> PROBLEM REQUIREMENTS
Each time a line of the listing holds "FeedFetcher", copy that line.
(Beginning of RECORDS TO USE)
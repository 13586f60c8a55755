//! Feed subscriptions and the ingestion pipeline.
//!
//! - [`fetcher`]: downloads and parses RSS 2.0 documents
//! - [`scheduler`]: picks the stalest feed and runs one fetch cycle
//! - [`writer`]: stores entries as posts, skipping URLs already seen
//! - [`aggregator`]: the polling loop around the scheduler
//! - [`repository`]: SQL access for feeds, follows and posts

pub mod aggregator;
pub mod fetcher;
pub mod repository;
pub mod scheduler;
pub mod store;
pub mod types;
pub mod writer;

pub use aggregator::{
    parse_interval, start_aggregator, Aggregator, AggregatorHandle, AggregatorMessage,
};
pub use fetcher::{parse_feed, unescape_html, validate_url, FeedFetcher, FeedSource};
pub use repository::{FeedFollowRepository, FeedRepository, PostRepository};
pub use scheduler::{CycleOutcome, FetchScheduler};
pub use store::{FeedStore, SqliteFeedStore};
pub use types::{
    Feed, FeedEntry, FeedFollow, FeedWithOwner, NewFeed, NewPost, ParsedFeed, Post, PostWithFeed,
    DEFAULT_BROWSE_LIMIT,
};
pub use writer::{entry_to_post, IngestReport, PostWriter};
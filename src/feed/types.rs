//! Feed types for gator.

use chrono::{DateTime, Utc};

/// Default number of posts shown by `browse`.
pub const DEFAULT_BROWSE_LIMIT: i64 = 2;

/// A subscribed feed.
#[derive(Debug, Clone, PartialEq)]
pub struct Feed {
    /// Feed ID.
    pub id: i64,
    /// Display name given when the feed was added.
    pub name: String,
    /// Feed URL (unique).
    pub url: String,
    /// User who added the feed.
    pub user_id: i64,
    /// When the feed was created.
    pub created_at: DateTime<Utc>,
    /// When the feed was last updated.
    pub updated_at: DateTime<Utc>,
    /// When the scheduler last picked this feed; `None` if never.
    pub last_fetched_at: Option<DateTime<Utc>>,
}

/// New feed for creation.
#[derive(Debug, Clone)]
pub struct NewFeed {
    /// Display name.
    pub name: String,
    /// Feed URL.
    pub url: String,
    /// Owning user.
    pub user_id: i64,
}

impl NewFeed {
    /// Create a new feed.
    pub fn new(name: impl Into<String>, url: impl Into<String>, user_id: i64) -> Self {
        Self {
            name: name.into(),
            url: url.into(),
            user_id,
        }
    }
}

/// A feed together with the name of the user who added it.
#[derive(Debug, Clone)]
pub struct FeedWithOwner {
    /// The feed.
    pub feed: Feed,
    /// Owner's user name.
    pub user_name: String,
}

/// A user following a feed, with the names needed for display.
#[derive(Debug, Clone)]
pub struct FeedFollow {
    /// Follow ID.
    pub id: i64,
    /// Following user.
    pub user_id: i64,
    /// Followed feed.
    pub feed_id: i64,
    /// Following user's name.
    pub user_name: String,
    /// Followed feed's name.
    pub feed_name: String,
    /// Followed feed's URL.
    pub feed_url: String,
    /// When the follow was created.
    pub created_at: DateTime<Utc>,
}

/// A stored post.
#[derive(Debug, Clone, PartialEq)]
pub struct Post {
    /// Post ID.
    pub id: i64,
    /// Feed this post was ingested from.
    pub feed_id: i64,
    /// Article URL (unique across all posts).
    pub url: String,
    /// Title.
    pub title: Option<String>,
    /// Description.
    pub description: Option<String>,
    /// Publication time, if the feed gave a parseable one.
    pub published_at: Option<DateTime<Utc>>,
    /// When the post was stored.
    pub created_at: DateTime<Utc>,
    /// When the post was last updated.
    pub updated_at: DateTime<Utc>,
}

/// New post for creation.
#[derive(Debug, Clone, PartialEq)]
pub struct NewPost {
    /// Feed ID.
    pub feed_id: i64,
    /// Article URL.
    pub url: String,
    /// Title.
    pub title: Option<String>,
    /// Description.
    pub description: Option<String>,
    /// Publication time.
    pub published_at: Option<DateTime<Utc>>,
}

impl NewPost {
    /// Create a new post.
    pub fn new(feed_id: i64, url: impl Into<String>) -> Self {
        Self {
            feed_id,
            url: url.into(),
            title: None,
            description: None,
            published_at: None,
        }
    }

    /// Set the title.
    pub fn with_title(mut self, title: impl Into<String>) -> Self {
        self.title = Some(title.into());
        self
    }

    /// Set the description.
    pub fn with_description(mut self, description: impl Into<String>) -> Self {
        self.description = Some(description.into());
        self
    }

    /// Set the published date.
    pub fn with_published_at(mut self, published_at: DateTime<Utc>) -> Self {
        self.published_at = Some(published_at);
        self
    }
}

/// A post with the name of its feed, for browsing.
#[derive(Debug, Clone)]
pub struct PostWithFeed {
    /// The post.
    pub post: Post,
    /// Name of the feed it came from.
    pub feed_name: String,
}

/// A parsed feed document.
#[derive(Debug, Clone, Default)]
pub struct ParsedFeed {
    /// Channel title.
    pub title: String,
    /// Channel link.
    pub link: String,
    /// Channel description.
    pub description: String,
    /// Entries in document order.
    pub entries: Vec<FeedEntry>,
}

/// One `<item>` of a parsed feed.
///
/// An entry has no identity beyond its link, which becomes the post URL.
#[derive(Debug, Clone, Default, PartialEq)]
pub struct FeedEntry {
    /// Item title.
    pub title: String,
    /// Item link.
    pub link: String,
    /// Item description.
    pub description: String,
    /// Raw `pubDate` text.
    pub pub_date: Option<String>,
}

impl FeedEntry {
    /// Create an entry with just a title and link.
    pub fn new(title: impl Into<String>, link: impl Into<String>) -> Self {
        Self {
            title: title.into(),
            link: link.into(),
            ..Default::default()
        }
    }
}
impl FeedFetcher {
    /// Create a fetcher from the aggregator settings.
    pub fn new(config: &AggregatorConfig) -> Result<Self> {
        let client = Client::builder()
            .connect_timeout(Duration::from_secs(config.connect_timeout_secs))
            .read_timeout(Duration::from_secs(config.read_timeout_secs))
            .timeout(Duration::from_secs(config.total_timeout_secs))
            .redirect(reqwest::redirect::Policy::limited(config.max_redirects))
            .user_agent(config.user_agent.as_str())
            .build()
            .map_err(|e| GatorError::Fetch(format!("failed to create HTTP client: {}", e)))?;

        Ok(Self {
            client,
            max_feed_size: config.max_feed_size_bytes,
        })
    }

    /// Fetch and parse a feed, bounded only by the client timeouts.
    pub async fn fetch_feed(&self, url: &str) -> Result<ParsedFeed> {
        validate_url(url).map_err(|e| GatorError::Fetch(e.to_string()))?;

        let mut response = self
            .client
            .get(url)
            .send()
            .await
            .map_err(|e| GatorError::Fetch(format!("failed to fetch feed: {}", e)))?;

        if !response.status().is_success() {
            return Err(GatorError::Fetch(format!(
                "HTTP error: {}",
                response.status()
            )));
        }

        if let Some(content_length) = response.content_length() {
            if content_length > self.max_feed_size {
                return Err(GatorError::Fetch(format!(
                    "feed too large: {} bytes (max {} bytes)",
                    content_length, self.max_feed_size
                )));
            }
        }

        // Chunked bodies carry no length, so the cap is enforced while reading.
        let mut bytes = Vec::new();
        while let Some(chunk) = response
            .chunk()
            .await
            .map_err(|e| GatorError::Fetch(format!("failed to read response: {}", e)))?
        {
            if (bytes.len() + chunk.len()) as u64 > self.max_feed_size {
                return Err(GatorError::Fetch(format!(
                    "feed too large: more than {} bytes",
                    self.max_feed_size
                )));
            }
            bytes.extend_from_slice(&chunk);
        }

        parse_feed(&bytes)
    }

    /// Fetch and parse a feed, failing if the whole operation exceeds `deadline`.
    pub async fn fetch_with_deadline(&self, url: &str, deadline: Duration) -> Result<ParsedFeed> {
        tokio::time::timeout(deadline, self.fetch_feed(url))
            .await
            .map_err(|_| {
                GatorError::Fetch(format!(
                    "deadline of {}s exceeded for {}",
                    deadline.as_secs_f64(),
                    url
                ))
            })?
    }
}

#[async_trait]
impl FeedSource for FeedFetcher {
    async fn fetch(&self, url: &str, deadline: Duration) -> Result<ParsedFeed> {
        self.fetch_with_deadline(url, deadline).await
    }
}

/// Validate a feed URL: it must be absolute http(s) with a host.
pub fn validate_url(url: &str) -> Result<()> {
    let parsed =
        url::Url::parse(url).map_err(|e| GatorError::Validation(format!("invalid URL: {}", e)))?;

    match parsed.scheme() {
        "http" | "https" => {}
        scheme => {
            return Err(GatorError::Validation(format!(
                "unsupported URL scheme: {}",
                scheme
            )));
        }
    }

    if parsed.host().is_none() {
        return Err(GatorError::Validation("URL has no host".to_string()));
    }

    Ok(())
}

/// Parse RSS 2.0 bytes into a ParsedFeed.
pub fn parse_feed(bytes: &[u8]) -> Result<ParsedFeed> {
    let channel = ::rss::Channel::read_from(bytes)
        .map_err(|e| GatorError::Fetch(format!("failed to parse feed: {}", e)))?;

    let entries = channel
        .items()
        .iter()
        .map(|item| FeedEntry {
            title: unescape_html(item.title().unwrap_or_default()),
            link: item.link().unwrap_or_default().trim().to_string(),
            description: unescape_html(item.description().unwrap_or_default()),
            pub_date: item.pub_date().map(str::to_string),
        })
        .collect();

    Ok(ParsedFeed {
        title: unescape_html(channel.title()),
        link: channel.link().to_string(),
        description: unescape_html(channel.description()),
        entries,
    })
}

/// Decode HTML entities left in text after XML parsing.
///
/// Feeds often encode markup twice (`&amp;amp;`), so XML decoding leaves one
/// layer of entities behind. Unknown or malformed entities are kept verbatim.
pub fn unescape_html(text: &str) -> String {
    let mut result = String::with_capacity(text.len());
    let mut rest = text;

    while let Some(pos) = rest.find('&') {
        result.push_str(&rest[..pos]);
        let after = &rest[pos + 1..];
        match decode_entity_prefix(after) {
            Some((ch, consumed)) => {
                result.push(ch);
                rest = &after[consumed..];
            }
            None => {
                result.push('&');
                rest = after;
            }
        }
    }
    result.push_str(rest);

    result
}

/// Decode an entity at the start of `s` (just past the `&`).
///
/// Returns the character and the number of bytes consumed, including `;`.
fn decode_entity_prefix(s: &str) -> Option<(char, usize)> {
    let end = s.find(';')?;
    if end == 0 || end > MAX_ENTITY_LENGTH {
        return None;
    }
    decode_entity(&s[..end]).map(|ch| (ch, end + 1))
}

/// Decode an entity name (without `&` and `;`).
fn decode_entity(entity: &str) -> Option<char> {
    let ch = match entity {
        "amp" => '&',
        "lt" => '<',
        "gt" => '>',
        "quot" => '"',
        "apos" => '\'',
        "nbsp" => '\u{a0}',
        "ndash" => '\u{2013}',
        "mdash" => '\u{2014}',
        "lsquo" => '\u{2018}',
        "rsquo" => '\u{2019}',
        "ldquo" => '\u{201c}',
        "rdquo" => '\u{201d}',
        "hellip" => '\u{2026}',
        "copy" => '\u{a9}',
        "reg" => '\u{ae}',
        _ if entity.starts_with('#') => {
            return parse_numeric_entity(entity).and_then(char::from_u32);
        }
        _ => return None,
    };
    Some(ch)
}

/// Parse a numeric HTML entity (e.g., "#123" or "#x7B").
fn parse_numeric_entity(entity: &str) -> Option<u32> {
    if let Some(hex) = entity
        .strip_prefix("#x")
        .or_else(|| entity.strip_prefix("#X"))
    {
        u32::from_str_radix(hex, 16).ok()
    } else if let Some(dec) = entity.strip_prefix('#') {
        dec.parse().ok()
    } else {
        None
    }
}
(End of RECORDS TO USE)
> RESPONSE TO THIS TASK
pub use fetcher::{parse_feed, unescape_html, validate_url, FeedFetcher, FeedSource};
impl FeedFetcher {
impl FeedSource for FeedFetcher {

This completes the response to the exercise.